- _Material for this exercise_
..............................

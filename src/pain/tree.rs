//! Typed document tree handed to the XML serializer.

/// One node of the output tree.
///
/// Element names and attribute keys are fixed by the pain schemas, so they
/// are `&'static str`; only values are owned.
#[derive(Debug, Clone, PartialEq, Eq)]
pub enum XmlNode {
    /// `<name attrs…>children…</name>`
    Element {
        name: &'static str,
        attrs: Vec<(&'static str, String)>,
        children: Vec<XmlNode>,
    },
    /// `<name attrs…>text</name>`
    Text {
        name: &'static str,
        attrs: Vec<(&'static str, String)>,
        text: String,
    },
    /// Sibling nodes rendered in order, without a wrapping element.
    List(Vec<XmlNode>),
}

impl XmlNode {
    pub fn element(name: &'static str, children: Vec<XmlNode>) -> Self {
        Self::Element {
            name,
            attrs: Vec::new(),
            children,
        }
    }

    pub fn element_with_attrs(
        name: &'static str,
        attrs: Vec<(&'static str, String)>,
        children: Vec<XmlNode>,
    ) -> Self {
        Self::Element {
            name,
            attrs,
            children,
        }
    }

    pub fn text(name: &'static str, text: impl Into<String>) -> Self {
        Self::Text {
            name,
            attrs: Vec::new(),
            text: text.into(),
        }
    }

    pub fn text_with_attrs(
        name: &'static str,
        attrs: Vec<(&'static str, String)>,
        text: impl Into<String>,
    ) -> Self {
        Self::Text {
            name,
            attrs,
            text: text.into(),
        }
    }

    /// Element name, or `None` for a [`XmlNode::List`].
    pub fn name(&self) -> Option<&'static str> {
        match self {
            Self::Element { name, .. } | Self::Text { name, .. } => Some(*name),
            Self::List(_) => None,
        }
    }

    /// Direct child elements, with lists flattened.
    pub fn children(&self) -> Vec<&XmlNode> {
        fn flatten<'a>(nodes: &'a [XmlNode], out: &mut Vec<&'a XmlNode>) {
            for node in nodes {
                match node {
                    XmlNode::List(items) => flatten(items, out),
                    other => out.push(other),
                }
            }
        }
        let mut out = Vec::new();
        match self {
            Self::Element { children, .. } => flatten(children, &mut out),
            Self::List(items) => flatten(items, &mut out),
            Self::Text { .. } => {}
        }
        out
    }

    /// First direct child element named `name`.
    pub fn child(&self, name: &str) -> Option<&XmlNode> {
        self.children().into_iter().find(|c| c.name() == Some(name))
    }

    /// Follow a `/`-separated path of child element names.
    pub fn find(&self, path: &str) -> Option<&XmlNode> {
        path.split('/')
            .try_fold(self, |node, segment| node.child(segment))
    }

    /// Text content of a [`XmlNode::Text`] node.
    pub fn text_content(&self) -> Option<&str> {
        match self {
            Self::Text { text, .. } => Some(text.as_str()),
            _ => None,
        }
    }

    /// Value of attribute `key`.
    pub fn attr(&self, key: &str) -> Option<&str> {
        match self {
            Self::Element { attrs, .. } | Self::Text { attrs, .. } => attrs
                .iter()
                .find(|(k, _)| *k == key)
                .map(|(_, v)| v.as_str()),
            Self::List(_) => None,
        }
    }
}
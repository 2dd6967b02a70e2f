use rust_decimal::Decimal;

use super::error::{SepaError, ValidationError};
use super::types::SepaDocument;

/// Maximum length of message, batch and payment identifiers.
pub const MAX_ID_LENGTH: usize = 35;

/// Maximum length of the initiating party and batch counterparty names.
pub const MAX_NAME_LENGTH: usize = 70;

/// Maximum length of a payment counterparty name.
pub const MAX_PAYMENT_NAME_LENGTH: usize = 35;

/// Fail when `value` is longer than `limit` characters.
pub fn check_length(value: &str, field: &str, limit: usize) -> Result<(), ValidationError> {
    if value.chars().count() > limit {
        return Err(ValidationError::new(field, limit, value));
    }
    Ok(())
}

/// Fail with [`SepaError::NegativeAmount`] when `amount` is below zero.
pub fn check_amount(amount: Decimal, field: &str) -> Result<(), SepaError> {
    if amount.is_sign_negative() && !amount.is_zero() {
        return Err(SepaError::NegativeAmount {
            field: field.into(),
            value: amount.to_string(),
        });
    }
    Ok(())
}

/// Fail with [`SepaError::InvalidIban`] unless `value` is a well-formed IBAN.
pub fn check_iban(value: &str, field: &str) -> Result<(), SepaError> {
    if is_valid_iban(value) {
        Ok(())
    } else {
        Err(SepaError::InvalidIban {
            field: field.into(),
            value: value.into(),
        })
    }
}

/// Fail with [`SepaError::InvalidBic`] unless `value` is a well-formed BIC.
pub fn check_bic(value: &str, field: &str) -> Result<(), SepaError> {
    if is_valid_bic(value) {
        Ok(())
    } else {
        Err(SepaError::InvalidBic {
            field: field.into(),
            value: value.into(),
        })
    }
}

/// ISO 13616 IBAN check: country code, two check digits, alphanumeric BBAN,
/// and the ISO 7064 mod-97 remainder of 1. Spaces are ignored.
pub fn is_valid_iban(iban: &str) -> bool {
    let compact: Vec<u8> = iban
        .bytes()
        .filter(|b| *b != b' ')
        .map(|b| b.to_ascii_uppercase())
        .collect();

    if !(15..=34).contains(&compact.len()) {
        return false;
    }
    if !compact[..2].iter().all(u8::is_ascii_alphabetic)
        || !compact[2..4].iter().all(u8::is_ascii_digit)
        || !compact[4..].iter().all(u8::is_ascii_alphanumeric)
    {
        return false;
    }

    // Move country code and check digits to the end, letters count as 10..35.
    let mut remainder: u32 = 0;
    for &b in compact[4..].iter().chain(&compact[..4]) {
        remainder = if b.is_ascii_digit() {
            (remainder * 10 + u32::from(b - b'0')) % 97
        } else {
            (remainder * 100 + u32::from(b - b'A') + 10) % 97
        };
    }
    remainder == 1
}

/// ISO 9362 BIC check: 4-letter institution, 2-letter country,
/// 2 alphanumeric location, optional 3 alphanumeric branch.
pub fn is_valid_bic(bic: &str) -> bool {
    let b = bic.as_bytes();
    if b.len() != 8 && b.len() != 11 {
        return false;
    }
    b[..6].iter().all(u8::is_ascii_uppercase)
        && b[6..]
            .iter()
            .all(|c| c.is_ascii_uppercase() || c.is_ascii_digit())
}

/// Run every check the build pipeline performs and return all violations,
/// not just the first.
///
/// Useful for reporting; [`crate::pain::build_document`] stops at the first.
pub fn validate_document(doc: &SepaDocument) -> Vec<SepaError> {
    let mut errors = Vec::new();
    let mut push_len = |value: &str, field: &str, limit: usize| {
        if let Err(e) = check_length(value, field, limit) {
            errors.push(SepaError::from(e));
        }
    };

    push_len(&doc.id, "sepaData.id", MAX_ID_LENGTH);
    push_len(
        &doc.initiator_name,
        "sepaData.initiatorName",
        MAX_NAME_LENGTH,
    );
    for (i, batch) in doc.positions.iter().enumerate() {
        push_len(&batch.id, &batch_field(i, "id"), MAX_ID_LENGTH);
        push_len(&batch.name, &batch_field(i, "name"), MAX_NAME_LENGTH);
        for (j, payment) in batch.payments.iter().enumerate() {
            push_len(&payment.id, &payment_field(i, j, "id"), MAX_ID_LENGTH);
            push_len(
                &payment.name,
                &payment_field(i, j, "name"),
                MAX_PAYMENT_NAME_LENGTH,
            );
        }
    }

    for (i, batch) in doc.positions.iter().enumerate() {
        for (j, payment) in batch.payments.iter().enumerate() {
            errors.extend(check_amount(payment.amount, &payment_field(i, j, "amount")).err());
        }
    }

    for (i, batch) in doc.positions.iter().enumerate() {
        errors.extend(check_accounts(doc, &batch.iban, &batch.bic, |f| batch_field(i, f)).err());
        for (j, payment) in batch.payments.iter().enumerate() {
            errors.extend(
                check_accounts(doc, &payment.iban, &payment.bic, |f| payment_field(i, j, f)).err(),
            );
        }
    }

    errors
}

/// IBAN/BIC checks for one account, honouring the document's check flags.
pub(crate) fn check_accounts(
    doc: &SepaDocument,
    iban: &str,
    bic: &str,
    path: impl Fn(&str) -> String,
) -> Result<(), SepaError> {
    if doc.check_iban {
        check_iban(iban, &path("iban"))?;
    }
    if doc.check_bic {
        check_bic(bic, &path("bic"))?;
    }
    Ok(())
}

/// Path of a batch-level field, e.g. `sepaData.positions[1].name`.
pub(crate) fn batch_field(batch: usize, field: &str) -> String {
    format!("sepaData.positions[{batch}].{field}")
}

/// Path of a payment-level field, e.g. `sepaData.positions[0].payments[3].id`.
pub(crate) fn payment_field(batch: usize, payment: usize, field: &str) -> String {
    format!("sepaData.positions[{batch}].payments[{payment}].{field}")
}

..............................

- _Work instruction_
Return each line among the entries that holds the word "counterparty".

- _Solved exercise_
/// Maximum length of the initiating party and batch counterparty names.
/// Maximum length of a payment counterparty name.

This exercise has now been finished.